WHAT TO PRODUCE: Starting at the top of the entries below, print each line exactly until the line with "one fan-out loop" has been printed too.

*** Opening DATASET EXCERPTS ***

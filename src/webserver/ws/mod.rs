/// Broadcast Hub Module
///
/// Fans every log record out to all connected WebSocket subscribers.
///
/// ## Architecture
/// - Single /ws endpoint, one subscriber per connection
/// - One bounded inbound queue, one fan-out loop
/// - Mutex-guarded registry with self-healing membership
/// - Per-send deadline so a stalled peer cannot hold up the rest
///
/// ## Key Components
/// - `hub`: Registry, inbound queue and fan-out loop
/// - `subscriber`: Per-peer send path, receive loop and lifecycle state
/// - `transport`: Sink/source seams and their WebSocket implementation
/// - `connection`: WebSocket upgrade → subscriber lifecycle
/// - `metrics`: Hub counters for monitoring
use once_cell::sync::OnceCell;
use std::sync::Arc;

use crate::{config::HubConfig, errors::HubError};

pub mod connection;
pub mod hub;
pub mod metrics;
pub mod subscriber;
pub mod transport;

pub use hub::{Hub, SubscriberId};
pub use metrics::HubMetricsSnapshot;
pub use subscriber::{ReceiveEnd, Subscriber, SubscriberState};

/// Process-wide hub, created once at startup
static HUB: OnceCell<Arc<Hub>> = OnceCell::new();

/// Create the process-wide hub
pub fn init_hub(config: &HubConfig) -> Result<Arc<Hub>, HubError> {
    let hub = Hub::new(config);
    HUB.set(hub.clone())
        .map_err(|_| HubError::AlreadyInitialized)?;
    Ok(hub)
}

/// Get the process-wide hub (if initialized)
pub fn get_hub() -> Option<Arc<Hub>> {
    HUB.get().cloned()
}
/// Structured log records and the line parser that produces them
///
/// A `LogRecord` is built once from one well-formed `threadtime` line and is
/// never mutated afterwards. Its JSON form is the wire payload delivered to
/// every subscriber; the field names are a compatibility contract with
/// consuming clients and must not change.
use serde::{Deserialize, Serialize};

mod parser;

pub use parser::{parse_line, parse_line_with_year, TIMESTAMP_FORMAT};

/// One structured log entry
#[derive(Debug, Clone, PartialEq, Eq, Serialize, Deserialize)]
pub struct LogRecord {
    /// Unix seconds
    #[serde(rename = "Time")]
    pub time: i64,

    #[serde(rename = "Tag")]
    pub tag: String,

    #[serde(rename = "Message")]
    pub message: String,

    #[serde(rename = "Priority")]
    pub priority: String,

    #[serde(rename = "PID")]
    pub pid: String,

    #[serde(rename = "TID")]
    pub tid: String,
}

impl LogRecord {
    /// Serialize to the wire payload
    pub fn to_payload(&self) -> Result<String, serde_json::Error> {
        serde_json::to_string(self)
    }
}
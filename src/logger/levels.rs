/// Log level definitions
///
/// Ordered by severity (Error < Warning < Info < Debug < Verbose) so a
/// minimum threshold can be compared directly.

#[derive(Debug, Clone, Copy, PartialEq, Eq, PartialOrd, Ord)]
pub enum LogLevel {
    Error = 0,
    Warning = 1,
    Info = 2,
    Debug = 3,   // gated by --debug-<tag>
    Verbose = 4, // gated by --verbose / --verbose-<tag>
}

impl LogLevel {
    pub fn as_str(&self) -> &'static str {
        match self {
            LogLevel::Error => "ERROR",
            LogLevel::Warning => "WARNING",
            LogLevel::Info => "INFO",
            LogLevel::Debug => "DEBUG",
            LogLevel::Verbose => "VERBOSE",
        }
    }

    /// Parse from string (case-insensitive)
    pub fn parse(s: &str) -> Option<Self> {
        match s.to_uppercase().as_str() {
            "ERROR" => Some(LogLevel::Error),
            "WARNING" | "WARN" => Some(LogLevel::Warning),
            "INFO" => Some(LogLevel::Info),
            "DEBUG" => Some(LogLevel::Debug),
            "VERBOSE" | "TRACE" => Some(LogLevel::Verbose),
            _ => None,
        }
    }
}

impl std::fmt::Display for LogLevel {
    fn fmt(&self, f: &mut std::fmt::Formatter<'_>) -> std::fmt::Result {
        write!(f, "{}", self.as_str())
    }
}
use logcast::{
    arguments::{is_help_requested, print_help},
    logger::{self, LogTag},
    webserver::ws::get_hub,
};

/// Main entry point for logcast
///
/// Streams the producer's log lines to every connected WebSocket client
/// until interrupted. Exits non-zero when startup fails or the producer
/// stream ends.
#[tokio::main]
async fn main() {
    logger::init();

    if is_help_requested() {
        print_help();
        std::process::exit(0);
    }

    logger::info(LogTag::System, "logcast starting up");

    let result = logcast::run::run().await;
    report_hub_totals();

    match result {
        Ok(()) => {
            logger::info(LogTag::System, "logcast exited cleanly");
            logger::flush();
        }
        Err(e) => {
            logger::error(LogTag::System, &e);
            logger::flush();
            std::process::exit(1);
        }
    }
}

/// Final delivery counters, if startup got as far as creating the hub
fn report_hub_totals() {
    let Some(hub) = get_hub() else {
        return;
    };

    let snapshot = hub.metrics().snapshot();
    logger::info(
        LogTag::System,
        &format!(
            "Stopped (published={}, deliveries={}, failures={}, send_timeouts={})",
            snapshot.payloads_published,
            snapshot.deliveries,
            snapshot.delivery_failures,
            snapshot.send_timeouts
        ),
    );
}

*** Closing DATASET EXCERPTS ***

OUTPUT BELOW:
filename src/webserver/ws/mod.rs
/// Broadcast Hub Module
///
/// Fans every log record out to all connected WebSocket subscribers.
///
/// ## Architecture
/// - Single /ws endpoint, one subscriber per connection
/// - One bounded inbound queue, one fan-out loop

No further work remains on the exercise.